Quick-and-easy, light-and-healthy recipes are what modern home cooks want these days. Is that true? To a certain extent, yes. In fact, those kinds of recipes have always had a place in busy home kitchens. But every once in a while, we need to get down and dirt to cook something complicated and fatty. We want to be challenged so that we learn something new.
A few years ago, I posted a sponge cake recipe (biscuit au beurre) in response to a reader’s request. Many Asian cooks want to reproduce the fanciful fruit-and-whipped cream layer cakes sold at Vietnamese and Chinese bakeries. Making sponge cake requires a little finesse as you have to be precise and act fast to delicately fold all the ingredients together. However, the cake bakes up to a wonderful loftiness and tender tastiness.
Weighing the culinary challenge versus the payoff, many people went on to master making sponge cake from scratch! In the process, some folks emailed me about their experiences. (Remember the high school student’s near cake wreck?) Last week, Xuan in Kansas City, Missouri, sent a really sweet story that I had to share with you. It’s about one woman’s DIY spirit that resulted in a great personal and culinary accomplishment.
Xuan used the sponge cake recipe to make her own engagement and wedding cakes. It's one thing to be the bride but another to bake the cake too! Whoa, what a way to greet your new in-laws! I hope Xuan’s story below inspires you:
Dear Mrs. Nguyen,
I am writing today to say thank you for your posts on Vietnamese sponge cake & fillings. I became engaged to my husband in March 2010 and began planning for my September wedding right away. I realized early on that my wedding was going to be a big compromise among numerous family members (as all Vietnamese can attest to!), and I knew I was not going to be able to have control over everything. It was at this point that I decided I was going to bake my own wedding cakes and make my own wedding invitations.
I wanted these two things to be my DIY contribution to my wedding. I did not have extensive baking experience up to this point in time, except for the occasional batches of cookies and yellow cakes (from prepackaged cake mix) that my sister and I whipped up in the kitchen during our youth. I discovered your Banh Bong Lan recipe while browsing through your site one day and decided to give it a try.

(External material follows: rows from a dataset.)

impl RecordingCoordinator {
    pub fn new(
        config: RecorderConfig,
        capture: Box<dyn CaptureBackend>,
        transcription: Arc<dyn TranscriptionEngine>,
        diarization: Arc<dyn DiarizationEngine>,
    ) -> Self {
        Self {
            chunk_buffer: Arc::new(Mutex::new(ChunkBuffer::new(config.chunk.clone()))),
            config,
            capture: Mutex::new(capture),
            transcription,
            diarization,
            diarization_buffer: Arc::new(Mutex::new(Vec::new())),
            aligner: Arc::new(Mutex::new(SegmentAligner::new())),
            resequencer: Arc::new(Mutex::new(Resequencer::new())),
            meeting: Arc::new(Mutex::new(None)),
            latest_embeddings: Arc::new(Mutex::new(Vec::new())),
            is_recording: Arc::new(AtomicBool::new(false)),
            diarization_ready: Arc::new(AtomicBool::new(false)),
            chunks_emitted: Arc::new(AtomicUsize::new(0)),
            mic_task: Mutex::new(None),
            system_task: Mutex::new(None),
            tick_task: Mutex::new(None),
            dispatch_tasks: Arc::new(Mutex::new(Vec::new())),
        }
    }

    /// Start a recording.
    ///
    /// Transcription initialization and capture start are fatal: on failure
    /// no meeting record is retained. Diarization initialization failure
    /// only degrades the recording to unlabeled transcript segments.
    pub async fn start(&self) -> Result<String, StartError> {
        if self.is_recording.swap(true, Ordering::SeqCst) {
            return Err(StartError::AlreadyRecording);
        }

        // Lazily initialize transcription if the embedder did not pre-warm it
        if !self.transcription.is_initialized() {
            if let Err(e) = self.transcription.initialize().await {
                self.is_recording.store(false, Ordering::SeqCst);
                return Err(StartError::TranscriptionInit(e));
            }
        }

        match self.diarization.initialize().await {
            Ok(()) => self.diarization_ready.store(true, Ordering::SeqCst),
            Err(e) => {
                warn!(
                    "Diarization unavailable, transcript will be unlabeled: {}",
                    e
                );
                self.diarization_ready.store(false, Ordering::SeqCst);
            }
        }

        // Fresh state for this recording
        self.chunk_buffer.lock().await.reset();
        self.diarization_buffer.lock().await.clear();
        self.aligner.lock().await.reset();
        self.resequencer.lock().await.reset();
        self.latest_embeddings.lock().await.clear();
        self.chunks_emitted.store(0, Ordering::SeqCst);

        let meeting_id = format!("meeting-{}", uuid::Uuid::new_v4());
        {
            let mut meeting = self.meeting.lock().await;
            *meeting = Some(MeetingRecord::new(meeting_id.clone()));
        }

        let streams = match self.capture.lock().await.start().await {
            Ok(streams) => streams,
            Err(e) => {
                // Fatal: no meeting record survives a capture failure
                self.is_recording.store(false, Ordering::SeqCst);
                *self.meeting.lock().await = None;
                return Err(StartError::Capture(e));
            }
        };

        info!("Recording started: {}", meeting_id);

        self.spawn_mic_loop(streams.mic).await;
        self.spawn_system_loop(streams.system).await;
        self.spawn_duration_tick().await;

        Ok(meeting_id)
    }

    /// Stop the recording, flush trailing audio, and finalize the meeting
    pub async fn stop(&self) -> Result<FinalizedMeeting> {
        if !self.is_recording.swap(false, Ordering::SeqCst) {
            anyhow::bail!("recording not active");
        }

        info!("Stopping recording");

        // Stop capture first so the consumption loops see closed channels
        if let Err(e) = self.capture.lock().await.stop().await {
            warn!("Failed to stop capture backend: {}", e);
        }

        for task in [&self.mic_task, &self.system_task, &self.tick_task] {
            let handle = task.lock().await.take();
            if let Some(handle) = handle {
                if let Err(e) = handle.await {
                    error!("Capture loop panicked: {}", e);
                }
            }
        }

        // Wait for in-flight transcription/diarization dispatches
        let pending: Vec<_> = self.dispatch_tasks.lock().await.drain(..).collect();
        for result in futures::future::join_all(pending).await {
            if let Err(e) = result {
                error!("Dispatch task panicked: {}", e);
            }
        }

        // Flush the partial final chunk, transcribed like any other but
        // awaited so the transcript is complete before finalization
        let final_chunk = self.chunk_buffer.lock().await.flush();
        if let Some(chunk) = final_chunk {
            self.chunks_emitted.fetch_add(1, Ordering::SeqCst);
            self.transcribe_chunk(chunk).await;
        }

        if self.diarization_ready.load(Ordering::SeqCst) {
            let trailing: Vec<f32> = {
                let mut buffer = self.diarization_buffer.lock().await;
                buffer.drain(..).collect()
            };
            if !trailing.is_empty() {
                match self
                    .diarization
                    .process(&trailing, self.config.chunk.sample_rate)
                    .await
                {
                    Ok(update) => self.apply_diarization_update(update).await,
                    Err(e) => warn!("Trailing diarization call failed: {}", e),
                }
            }

            match self.diarization.finalize().await {
                Ok(update) => self.apply_diarization_update(update).await,
                Err(e) => warn!("Diarization finalization failed: {}", e),
            }
        }

        let mut record = self
            .meeting
            .lock()
            .await
            .take()
            .context("no active meeting record")?;

        record.is_recording = false;
        record.duration_secs = Utc::now()
            .signed_duration_since(record.started_at)
            .num_milliseconds() as f64
            / 1000.0;

        let speaking_times = self.aligner.lock().await.speaking_times().clone();
        let embeddings = self.latest_embeddings.lock().await.clone();

        info!(
            "Recording finalized: {} ({} segments, {} participants, {:.1}s)",
            record.id,
            record.transcript().len(),
            record.participant_count(),
            record.duration_secs
        );

        Ok(FinalizedMeeting {
            id: record.id.clone(),
            started_at: record.started_at,
            duration_secs: record.duration_secs,
            meeting_type: record.meeting_type,
            transcript: record.transcript().to_vec(),
            participants: record.participants().cloned().collect(),
            speaking_times,
            embeddings,
        })
    }

    pub fn is_recording(&self) -> bool {
        self.is_recording.load(Ordering::SeqCst)
    }

    /// Live transcript view for presentation layers
    pub async fn transcript(&self) -> Vec<TranscriptSegment> {
        match self.meeting.lock().await.as_ref() {
            Some(record) => record.transcript().to_vec(),
            None => Vec::new(),
        }
    }

    /// Live participant view for presentation layers
    pub async fn participants(&self) -> Vec<Participant> {
        match self.meeting.lock().await.as_ref() {
            Some(record) => record.participants().cloned().collect(),
            None => Vec::new(),
        }
    }

    pub async fn stats(&self) -> RecordingStats {
        let (duration_secs, transcript_segments, participant_count) =
            match self.meeting.lock().await.as_ref() {
                Some(record) => (
                    record.duration_secs,
                    record.transcript().len(),
                    record.participant_count(),
                ),
                None => (0.0, 0, 0),
            };

        RecordingStats {
            is_recording: self.is_recording(),
            duration_secs,
            chunks_emitted: self.chunks_emitted.load(Ordering::SeqCst),
            transcript_segments,
            participant_count,
        }
    }

    async fn spawn_mic_loop(&self, mut rx: mpsc::Receiver<AudioFrame>) {
        let chunk_buffer = Arc::clone(&self.chunk_buffer);
        let diarization_buffer = Arc::clone(&self.diarization_buffer);
        let is_recording = Arc::clone(&self.is_recording);
        let diarization_ready = Arc::clone(&self.diarization_ready);
        let ctx = self.dispatch_context();
        let window_samples =
            (self.config.chunk.sample_rate as u64 * self.config.diarization_window_secs) as usize;

        let handle = tokio::spawn(async move {
            info!("Mic consumption loop started");

            while let Some(frame) = rx.recv().await {
                if !is_recording.load(Ordering::SeqCst) {
                    break;
                }

                let emitted = {
                    let mut buffer = chunk_buffer.lock().await;
                    buffer.push(frame.source, &frame.samples)
                };
                if let Some(chunk) = emitted {
                    ctx.dispatch_transcription(chunk).await;
                }

                // Mic-only audio feeds diarization
                let window = {
                    let mut buffer = diarization_buffer.lock().await;
                    buffer.extend_from_slice(&frame.samples);
                    if buffer.len() >= window_samples {
                        Some(buffer.drain(..).collect::<Vec<f32>>())
                    } else {
                        None
                    }
                };
                if let Some(samples) = window {
                    if diarization_ready.load(Ordering::SeqCst) {
                        ctx.dispatch_diarization(samples).await;
                    }
                }
            }

            info!("Mic consumption loop stopped");
        });

        *self.mic_task.lock().await = Some(handle);
    }

    async fn spawn_system_loop(&self, mut rx: mpsc::Receiver<AudioFrame>) {
        let chunk_buffer = Arc::clone(&self.chunk_buffer);
        let is_recording = Arc::clone(&self.is_recording);
        let ctx = self.dispatch_context();

        let handle = tokio::spawn(async move {
            info!("System consumption loop started");

            while let Some(frame) = rx.recv().await {
                if !is_recording.load(Ordering::SeqCst) {
                    break;
                }

                let emitted = {
                    let mut buffer = chunk_buffer.lock().await;
                    buffer.push(frame.source, &frame.samples)
                };
                if let Some(chunk) = emitted {
                    ctx.dispatch_transcription(chunk).await;
                }
            }

            info!("System consumption loop stopped");
        });

        *self.system_task.lock().await = Some(handle);
    }

    /// Keeps the meeting record's elapsed duration current while recording
    async fn spawn_duration_tick(&self) {
        let meeting = Arc::clone(&self.meeting);
        let is_recording = Arc::clone(&self.is_recording);

        let handle = tokio::spawn(async move {
            let mut interval = tokio::time::interval(Duration::from_secs(1));

            loop {
                interval.tick().await;
                if !is_recording.load(Ordering::SeqCst) {
                    break;
                }

                let mut meeting = meeting.lock().await;
                if let Some(record) = meeting.as_mut() {
                    record.duration_secs = Utc::now()
                        .signed_duration_since(record.started_at)
                        .num_milliseconds() as f64
                        / 1000.0;
                }
            }
        });

        *self.tick_task.lock().await = Some(handle);
    }

    fn dispatch_context(&self) -> DispatchContext {
        DispatchContext {
            transcription: Arc::clone(&self.transcription),
            diarization: Arc::clone(&self.diarization),
            aligner: Arc::clone(&self.aligner),
            resequencer: Arc::clone(&self.resequencer),
            meeting: Arc::clone(&self.meeting),
            latest_embeddings: Arc::clone(&self.latest_embeddings),
            diarization_ready: Arc::clone(&self.diarization_ready),
            chunks_emitted: Arc::clone(&self.chunks_emitted),
            dispatch_tasks: Arc::clone(&self.dispatch_tasks),
            sample_rate: self.config.chunk.sample_rate,
            current_speaker_window_secs: self.config.current_speaker_window_secs,
        }
    }

    /// Transcribe a chunk inline (used for the flushed final chunk)
    async fn transcribe_chunk(&self, chunk: AudioChunk) {
        self.dispatch_context().transcribe_and_append(chunk).await;
    }

    async fn apply_diarization_update(&self, update: crate::diarize::DiarizationUpdate) {
        self.dispatch_context().apply_diarization(update).await;
    }
}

The cake was absolutely fabulous! I also made your pineapple and strawberry cake filling recipes. I found a recipe for Mr. [Alton] Brown's Italian butter cream frosting on YouTube and realized it was similar--but much better--than the frosting used on Vietnamese wedding cakes. I put all the recipes together and made a frosted cake for my engagement ceremony in early May and my wedding cakes this past September. Below are the pictures of my engagement and wedding cakes.
I received numerous compliments on the cakes, and it was a proud moment for me. I am not very crafty person, and no one believed I was going to pull it off. Yet, I did it. Of course, I would not have been able to do it without your recipes. Thank you so much! You made a dream come true for me 🙂
P.S. I found a woman who makes animal figurines on Ebay and asked her to make my cake topper. I wanted a horse and a pig, my husband's and my Chinese astrological signs. She was a bit surprised at first, but she went along with it. It turned out to be a unique cake topper, to say the least.
Cam on (thanks), Xuan, for letting me be part of your special events.
Related recipe links:
- Homemade sponge cake (banh bong lan)
- Strawberry and cream layer cake
- Coconut and pineapple layer cake
- Christmas Yule log cake (buche de Noel)
Diane
This is such a sweet story! Congratulations and wishes for much happiness to Xuan and her husband. I think occasions are much happier and feel more homely and real when there is home-made baking involved. I am trying to train myself to be a better baker, and this is a very inspiring story.
xuanie
@ Co Andrea: Thank you so much for posting my story! I think it just hit me that I really did it.
@Diane: Thank you for your well wishes 🙂
Thuy
Congrats Xuan on your marriage. The cake looks wonderful. Andrea, thanks for sharing her story.
Andrea Nguyen
Xuan: It's one thing to make a cake for a few friends but it's another to bake and decorate a cake AND be the bride. You are some kind of woman! Thanks for sharing sharing your story with all of us.
InTolerantChef
What a sweet story. I'm glad you could control one area of your own wedding
Meat grinders for home use
I like it, especially the last picture - cake with horse and pig. I will consider it for my wedding (of course with my astrological signs).
blacklight
Hello Andrea,
Do you mind writing an article about preparing Vietnamese food for Thanksgiving?
Regards,
Andrea Nguyen
That's a great suggestion! Let me put something together. Thanks.
New Jordans
I shall remember that happiness day forever.
Dermatix review
I am getting married in August. I haven't already decided where will I buy wedding cake. But it is cheaper to bake cake by your own. Only I don't know if my mother in law will be satisfied with this cake 🙂
mbt online
That was my thought,too.
Beats by Dr Dre
We always have time enough , if we will but use it aright.